BigDL: Distributed Deep Learning on Apache Spark

Intel

5.00/5 (1 vote)

Apr 19, 2017

CPOL

15 min read

6976

This article introduces BigDL, shows you how to build the library on a variety of platforms, and provides examples of BigDL in action.

BigDL is a distributed deep learning library for Apache Spark*. Using BigDL, you can write deep learning applications as Scala or Python* programs and take advantage of the power of scalable Spark clusters. This article introduces BigDL, shows you how to build the library on a variety of platforms, and provides examples of BigDL in action.

What Is Deep Learning?

Deep learning is a branch of machine learning that uses algorithms to model high-level abstractions in data. These methods are based on artificial neural network topologies and can scale with larger data sets.

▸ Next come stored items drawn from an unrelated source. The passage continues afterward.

use std::time::Instant;

use serde::Serialize;
use tracing::{info, warn};

use super::steps::{RunContext, Step};
use super::AssertionResult;
use crate::auth::bootstrap;
use crate::environment::HarnessConfig;
use crate::error::HarnessError;
use crate::http::client::Session;

const REPORT_BODY_CHARS: usize = 500;

#[derive(Debug, Clone, Copy, PartialEq, Eq, Serialize)]
#[serde(rename_all = "snake_case")]
pub enum StepOutcome {
    Passed,
    Failed,
}

/// Outcome of one step, including what the server actually returned.
#[derive(Debug, Clone, Serialize)]
pub struct StepReport {
    pub order: usize,
    pub step: Step,
    pub name: &'static str,
    pub method: Option<String>,
    pub path: Option<String>,
    pub outcome: StepOutcome,
    pub status: Option<u16>,
    pub body: Option<String>,
    pub assertions: Vec<AssertionResult>,
    pub error: Option<String>,
    pub duration_ms: u128,
}

impl StepReport {
    pub fn passed(&self) -> bool {
        self.outcome == StepOutcome::Passed
    }

    pub fn failed_assertions(&self) -> impl Iterator<Item = &AssertionResult> {
        self.assertions.iter().filter(|result| !result.passed)
    }
}

/// Summary report for a suite run.
#[derive(Debug, Clone, Default, Serialize)]
pub struct RunReport {
    pub total: usize,
    pub passed: usize,
    pub failed: usize,
    pub duration_ms: u128,
    pub steps: Vec<StepReport>,
}

impl RunReport {
    pub fn success(&self) -> bool {
        self.failed == 0
    }

    fn push(&mut self, step: StepReport) {
        self.total += 1;
        if step.passed() {
            self.passed += 1;
        } else {
            self.failed += 1;
        }
        self.steps.push(step);
    }
}

/// Executes steps one after another against a single session.
pub struct Runner<'a> {
    session: &'a Session,
}

impl<'a> Runner<'a> {
    pub fn new(session: &'a Session) -> Self {
        Self { session }
    }

    /// Run every step of `plan` in order. A failed step is reported and the
    /// run continues with the next one; nothing is retried.
    pub async fn run(&self, plan: &[Step], ctx: &mut RunContext) -> RunReport {
        let started = Instant::now();
        let mut report = RunReport::default();

        for (index, step) in plan.iter().copied().enumerate() {
            let step_report = self.run_step(index + 1, step, ctx).await;
            report.push(step_report);
        }

        report.duration_ms = started.elapsed().as_millis();
        info!(
            total = report.total,
            passed = report.passed,
            failed = report.failed,
            duration_ms = report.duration_ms as u64,
            "suite finished"
        );
        report
    }

    async fn run_step(&self, order: usize, step: Step, ctx: &mut RunContext) -> StepReport {
        info!(order, step = step.name(), "running step");
        let started = Instant::now();
        let mut report = StepReport {
            order,
            step,
            name: step.name(),
            method: None,
            path: None,
            outcome: StepOutcome::Failed,
            status: None,
            body: None,
            assertions: Vec::new(),
            error: None,
            duration_ms: 0,
        };

        let request = match step.request(ctx) {
            Ok(request) => request,
            Err(err) => return finish_failed(report, err, started),
        };
        report.method = Some(request.method.to_string());
        report.path = Some(request.path.clone());

        let response = match self.session.execute(&request).await {
            Ok(response) => response,
            Err(err) => return finish_failed(report, err, started),
        };

        report.status = Some(response.status);
        report.body = Some(response.body_excerpt(REPORT_BODY_CHARS));
        report.assertions = step
            .assertions()
            .iter()
            .map(|assertion| assertion.evaluate(&response))
            .collect();
        step.capture(ctx, &response);

        if report.assertions.iter().all(|result| result.passed) {
            report.outcome = StepOutcome::Passed;
            info!(order, step = step.name(), status = response.status, "step passed");
        } else {
            for result in report.failed_assertions() {
                warn!(order, step = step.name(), "{}", result.message);
            }
        }

        report.duration_ms = started.elapsed().as_millis();
        report
    }
}

fn finish_failed(mut report: StepReport, err: HarnessError, started: Instant) -> StepReport {
    warn!(order = report.order, step = report.name, error = %err, "step failed");
    report.error = Some(err.to_string());
    report.outcome = StepOutcome::Failed;
    report.duration_ms = started.elapsed().as_millis();
    report
}

/// Authenticate once, run the configured plan, then release the session.
///
/// Bootstrap failures abort before any step runs.
pub async fn run_suite(config: &HarnessConfig) -> Result<RunReport, HarnessError> {
    let session = bootstrap(config).await?;
    info!(base_url = %session.base_url(), "session ready");

    let plan = Step::plan(config.extended);
    let mut ctx = RunContext::new().with_missing_idea_id(config.missing_idea_id.clone());
    let report = Runner::new(&session).run(&plan, &mut ctx).await;

    drop(session);
    Ok(report)
}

Figure 1 explores the fundamental difference between traditional and deep learning approaches. Where traditional approaches tend to focus on feature extraction as a single phase for training a machine learning model, deep learning introduces depth by creating a pipeline of feature extractors in the model. These multiple phases in a deep learning pipeline increase the overall prediction accuracy of the resulting model through hierarchical feature extraction.

Figure 1. Deep learning as a pipeline of feature extractors

What Is BigDL?

BigDL is a distributed deep learning library for Spark that can run directly on top of existing Spark or Apache Hadoop* clusters. You can write deep learning applications as Scala or Python programs.

Rich deep learning support. Modeled after Torch BigDL provides comprehensive support for deep learning, including numeric computing (via Tensor and high-level neural networks; in addition, you can load pretrained Caffe* or Torch models into the Spark framework, and then use the BigDL library to run inference applications on their data.
Efficient scale out. BigDL can efficiently scale out to perform data analytics at "big data scale" by using Spark as well as efficient implementations of synchronous stochastic gradient descent (SGD) and all-reduce communications in Spark.
Extremely high performance. To achieve high performance, BigDL uses Intel® Math Kernel Library (Intel® MKL) and multithreaded programming in each Spark task. Consequently, it is orders of magnitude faster than out-of-the-box open source Caffe, Torch, or TensorFlow on a single-node Intel® Xeon® processor (i.e., comparable with mainstream graphics processing units).

What Is Apache Spark*?

Spark is a lightning-fast distributed data processing framework developed by the University of California, Berkeley, AMPLab. Spark can run in stand-alone mode, or it can run in cluster mode on YARN on top of Hadoop or in Apache Mesos* cluster manager (Figure 2). Spark can process data from a variety of sources, including the HDFS, Apache Cassandra*, or Apache Hive*. Its high performance comes from ability to do in-memory processing via memory-persistent RDDs or DataFrames instead of saving data to hard disks like traditional Hadoop MapReduce architecture.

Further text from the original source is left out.